De cette aventure-là et de ses autres périples en Inde, Jean-Marie Jolidon a tiré un remarquable reportage photographique. Les images qu'il a captées font l'objet d'un livre qui vient de sortir de presse, «Le Gange, la vie au bord du fleuve sacré» dont les textes sont signés Christine Grobéty et la préface, Pierre Rouyer, rédacteur en chef de la revue Animan. Ces images sont également rassemblées dans un spectacle de diaporama en multivision, avec commentaires en direct, qui sera présenté cet automne un peu partout en Suisse romande. Le public est invité à découvrir la vie quotidienne sur les rives de ce fleuve mythique qui prend sa source dans les contreforts de l'Himalaya, à 4000 mètres d'altitude, pour se déverser, après un parcours de plus de 3000 km, dans le delta du Bengale, près de Calcutta. Le photographe jurassien n'a pas seulement posé son objectif sur les cérémonies religieuses de la puja, les ghâts de Varanasi ou les poses des sâdhus (ermites hindous) mais aussi l'activité des coiffeurs, des marchés, des pêcheurs ou de la médecine traditionnelle. «J'ai cherché à montrer cette région dans toutes ses dimensions, y compris à travers les anecdotes comme l'enchevêtrement des fils électriques ou les inévitables traces de crachat rouge que l'on trouve dans les auberges bon marché, le résultat du pan, ces feuilles de bétel épicées que les Indiens se plaisent à mâcher à longueur de journée.»

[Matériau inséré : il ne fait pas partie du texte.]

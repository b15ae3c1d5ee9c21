//! Per-rank run context for simulation models.

use crate::types::Rank;
use rand::RngCore;

/// Everything a model step needs from its surroundings besides messaging.
///
/// # Determinism
///
/// Models draw all randomness from `derive_rng`, which combines the run's
/// master seed with the rank and a caller-chosen stream number. Replaying a
/// run with the same seed and rank count reproduces it exactly.
pub trait RunContext: Send + Sync + 'static {
    /// Random generator handed out by `derive_rng`.
    type Rng: RngCore + Send;

    /// Returns the rank this context belongs to.
    fn rank(&self) -> Rank;

    /// Returns the current tick.
    fn tick(&self) -> u64;

    /// Advances the tick counter by one and returns the new tick.
    fn advance_tick(&self) -> u64;

    /// Returns the master seed.
    fn seed(&self) -> u64;

    /// Returns a generator unique to (seed, rank, stream).
    fn derive_rng(&self, stream: u64) -> Self::Rng;
}
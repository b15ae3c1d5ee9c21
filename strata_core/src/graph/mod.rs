//! Distributed relationship graphs.

pub mod edge;
pub mod network;

pub use edge::{DefaultEdgeManager, Edge, EdgeContentManager};
pub use network::SharedNetwork;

«Ce n'est pas de l'aumône»
Le photographe jurassien a décidé d'attribuer les bénéfices de son spectacle à un projet en faveur de son ami Surendra et de sa famille. «J'ai envie de lui permettre de construire dans son village un modeste gîte, une guesthouse comportant deux chambres pour lui et sa famille et deux autres, indépendantes, avec quelques commodités, pour les touristes de passage.» Jean-Marie Jolidon a également offert à son ami un rickshaw flambant neuf après lui avoir fait réparer son ancien engin. «Cela lui faisait deux machines. Je lui ai suggéré d'en louer une, mais j'ai appris plus tard qu'il l'avait prêtée à un ami dans le besoin. Ce que je fais n'est pas de l'aumône. J'offre à Surendra ce que je lui dois car c'est un homme sage au sens noble du terme et à ce titre, il m'a appris le sens de l'amitié, de l'abnégation, de la vie.» Si l'administration consent à lui délivrer un visa, Surendra est invité par son hôte à participer à la tournée romande de multivision. «Cela devrait lui permettre d'apprendre quelques rudiments de français et d'allemand ainsi que les habitudes des Occidentaux, histoire de les utiliser pour sa guesthouse.» Une raison de plus de ne pas manquer ce spectacle.
Pierre Noverraz
Dates et lieux du spectacle multivision:
En octobre, le 30 à Moutier, le 31 à Delémont.
En novembre, le 2 à Porrentruy, les 4 et 5 à Genève, le 6 à Sion, le 7 à Morges, le 8 à Neuchâtel, le 13 à Fribourg, le 14 à Tramelan, les 25 et 26 à Lausanne et le 28 à Vevey.
Les spectacles sont à 20h15. A Genève et Lausanne, des séances supplémentaires se dérouleront à 17h.
L'auteur
Jean-Marie Jolidon, 52 ans, est enseignant, sophrologue et photographe. Ce montagnard domicilié à Moutier est un passionné de grands espaces et de rencontres humaines. Il a réalisé de nombreux reportages dans les régions reculées du Tibet et il fut l'un des photographes officiels du Dalaï-Lama. Il y a deux ans, il a publié un remarquable ouvrage consacré aux Yadaws, la caste des laitiers-lutteurs de Bénarès.